Prise en charge de la dermatite atopique canine
Dr Émilie VIDÉMONT-DREVON (CHV Saint-Martin)
Chez le chien, la dermatite atopique est une dermatose inflammatoire prurigineuse chronique, présentant des signes cliniques caractéristiques et impliquant trois axes principaux: la barrière cutanée, le système immunitaire et l’environnement au sens large (allant de la flore microbienne (microbiote) aux aéroallergènes).
Photo 1 : Dermatite à Malassezia chez un West Highland White Terrier atopique
L’altération de la barrière cutanée tend à augmenter la perte en eau et facilite le passage des allergènes environnementaux au sein de l’épiderme. La réponse immunologique qui en découle est qualifiée d’ « allergique » et fait intervenir certaines cytokines, en particulier de la famille Th2 ou Th22. Cette réponse immunologique inappropriée est responsable, entre autre, d’une production exagérée d’immunoglobulines E (IgE) spécifiques des allergènes environnementaux. De nombreuses voies impliquées dans le prurit sont activées : interleukine-31, certaines protéases et neuropeptides ou encore des enzymes impliquées dans la synthèse d’histamine et des leukotriènes.
Cet environnement cytokinique particulier et le prurit secondaire aggravent le défaut de la barrière cutanée, ce qui aboutit à un cercle vicieux. C’est la théorie « outside-inside-outside » qui prévaut actuellement en médecine humaine et vétérinaire. Par ailleurs, la présence d’une barrière cutanée défectueuse associée à l’inflammation dermique favorise l’adhérence et la prolifération des agents infectieux (bactéries et levures) à la surface de la peau. Ces infections sont responsables d’une aggravation de l’inflammation et du prurit et d’une altération supplémentaire de la barrière cutanée qui aggravent encore les symptômes.
Chez le chien, la meilleure compréhension de la pathogénie de la dermatite atopique a permis de progresser dans sa prise en charge au quotidien et souligne la nécessité d’une approche thérapeutique multimodale et individualisée, comprenant à la fois un traitement de fond et un traitement des poussées inflammatoires.

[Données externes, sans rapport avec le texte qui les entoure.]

//! The single upstream every request is forwarded to.

use std::fmt;

use http::header::HeaderValue;
use http::uri::{Authority, PathAndQuery, Scheme};
use http::Uri;
use url::Url;

use crate::error::Error;

/// The parsed backend root URL.
///
/// Built once at startup and shared read-only by every request. The
/// authority and `Host` value are precomputed so the hot path only clones
/// them.
#[derive(Clone, Debug)]
pub struct BackendTarget {
    url: Url,
    authority: Authority,
    host: HeaderValue,
}

impl BackendTarget {
    /// Parses an absolute `http://host[:port][/base/path][?query]` URL.
    ///
    /// Only plain `http` backends are supported; the proxy opens no TLS
    /// connections of its own.
    pub fn parse(root: &str) -> Result<Self, Error> {
        let url = Url::parse(root).map_err(|e| Error::backend(root, e.to_string()))?;

        if url.scheme() != "http" {
            return Err(Error::backend(
                root,
                format!("unsupported scheme `{}`, expected `http`", url.scheme()),
            ));
        }

        let host = url
            .host_str()
            .ok_or_else(|| Error::backend(root, "missing host"))?;

        // `Url::port` is `None` for the scheme's default port, which is also
        // how a `Host` header leaves it out.
        let authority = match url.port() {
            Some(port) => format!("{host}:{port}"),
            None => host.to_owned(),
        };

        let host = HeaderValue::from_str(&authority)
            .map_err(|e| Error::backend(root, e.to_string()))?;
        let authority = authority
            .parse::<Authority>()
            .map_err(|e| Error::backend(root, e.to_string()))?;

        Ok(Self { url, authority, host })
    }

    /// `host[:port]` as a backend would read it from its `Host` header.
    pub fn authority(&self) -> &Authority {
        &self.authority
    }

    /// The precomputed `Host` header value.
    pub fn host_header(&self) -> HeaderValue {
        self.host.clone()
    }

    /// The path every forwarded path is appended to. At least `/`.
    pub fn base_path(&self) -> &str {
        self.url.path()
    }

    /// Maps an inbound request target onto the backend.
    ///
    /// The inbound path is joined onto the base path with exactly one slash
    /// between them. A query on the backend root is kept in front of the
    /// inbound query.
    pub fn rewrite_uri(&self, uri: &Uri) -> Result<Uri, http::Error> {
        let path = join_paths(self.base_path(), uri.path());

        let mut target = path;
        match (self.url.query().filter(|q| !q.is_empty()), uri.query().filter(|q| !q.is_empty())) {
            (Some(base), Some(query)) => {
                target.push('?');
                target.push_str(base);
                target.push('&');
                target.push_str(query);
            }
            (Some(only), None) | (None, Some(only)) => {
                target.push('?');
                target.push_str(only);
            }
            (None, None) => {}
        }

        Uri::builder()
            .scheme(Scheme::HTTP)
            .authority(self.authority.clone())
            .path_and_query(PathAndQuery::try_from(target)?)
            .build()
    }
}

impl fmt::Display for BackendTarget {
    fn fmt(&self, f: &mut fmt::Formatter<'_>) -> fmt::Result {
        f.write_str(self.url.as_str())
    }
}

fn join_paths(base: &str, path: &str) -> String {
    match (base.ends_with('/'), path.starts_with('/')) {
        (true, true) => format!("{base}{}", &path[1..]),
        (false, false) => format!("{base}/{path}"),
        _ => format!("{base}{path}"),
    }
}

#[cfg(test)]
mod tests {
    use super::*;

    fn uri(s: &str) -> Uri {
        s.parse().unwrap()
    }

    #[test]
    fn parses_host_and_port() {
        let target = BackendTarget::parse("http://127.0.0.1:9000/api/").unwrap();
        assert_eq!(target.authority().as_str(), "127.0.0.1:9000");
        assert_eq!(target.host_header(), "127.0.0.1:9000");
        assert_eq!(target.base_path(), "/api/");
    }

    #[test]
    fn default_port_is_left_out_of_host() {
        let target = BackendTarget::parse("http://api.example.com:80").unwrap();
        assert_eq!(target.host_header(), "api.example.com");
        assert_eq!(target.base_path(), "/");
    }

    #[test]
    fn rejects_relative_url() {
        let err = BackendTarget::parse("api.example.com/v1").unwrap_err();
        assert!(matches!(err, Error::Backend { .. }));
    }

    #[test]
    fn rejects_https() {
        let err = BackendTarget::parse("https://api.example.com").unwrap_err();
        assert!(err.to_string().contains("unsupported scheme"));
    }

    #[test]
    fn rejects_garbage() {
        assert!(BackendTarget::parse("").is_err());
        assert!(BackendTarget::parse("http://").is_err());
    }

    #[test]
    fn joins_base_path_with_one_slash() {
        assert_eq!(join_paths("/api/", "/users"), "/api/users");
        assert_eq!(join_paths("/api", "users"), "/api/users");
        assert_eq!(join_paths("/api", "/users"), "/api/users");
        assert_eq!(join_paths("/", "/"), "/");
    }

    #[test]
    fn rewrites_scheme_authority_and_path() {
        let target = BackendTarget::parse("http://backend.local:8081/v2").unwrap();
        let out = target.rewrite_uri(&uri("/search?q=rust")).unwrap();
        assert_eq!(out.to_string(), "http://backend.local:8081/v2/search?q=rust");
    }

    #[test]
    fn absolute_inbound_uri_loses_its_authority() {
        let target = BackendTarget::parse("http://backend.local").unwrap();
        let out = target.rewrite_uri(&uri("http://proxy.example.com/x?y=1")).unwrap();
        assert_eq!(out.to_string(), "http://backend.local/x?y=1");
    }

    #[test]
    fn backend_query_goes_first() {
        let target = BackendTarget::parse("http://backend.local/?fmt=json").unwrap();

        let out = target.rewrite_uri(&uri("/a?b=c")).unwrap();
        assert_eq!(out.to_string(), "http://backend.local/a?fmt=json&b=c");

        let out = target.rewrite_uri(&uri("/a")).unwrap();
        assert_eq!(out.to_string(), "http://backend.local/a?fmt=json");
    }
}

Bactéries et levures prolifèrent sur la peau et dans les oreilles des chiens atopiques et contribuent à l’aggravation de la maladie et aux poussées inflammatoires. Elles doivent donc être systématiquement recherchées et traitées, par voie topique et/ou systémique selon la localisation des lésions, leur sévérité mais aussi la faisabilité des traitements. Des études sont en cours quant à la modification du microbiome lors de dermatite atopique (phénomène de dysbiose) et son possible impact sur sa prise en charge. L’intérêt sur le long terme de soins topiques respectant la flore microbienne saprophyte tout en prévenant la prolifération des agents pathogènes émerge depuis quelques années. Ainsi, le recours systématique aux antibiotiques ou l’utilisation régulière de topiques désinfectants qui ont pu être préconisés dans le passé sont donc sûrement à relativiser car ils risquent de déséquilibrer d’autant plus le microbiote en décapitant les staphylocoques protecteurs autant que ceux pathogènes. Les pistes actuelles s’orientent vers les topiques contenant ou stimulant la synthèse des peptides antimicrobiens. Depuis peu, des probiotiques (groupe des lactobacilles), destinés aux chiens atopiques, sont également commercialisés sous voie orale et topique. Des études concernant leur efficacité sont, nécessaires mais il s’agit probablement d’une voie très prometteuse.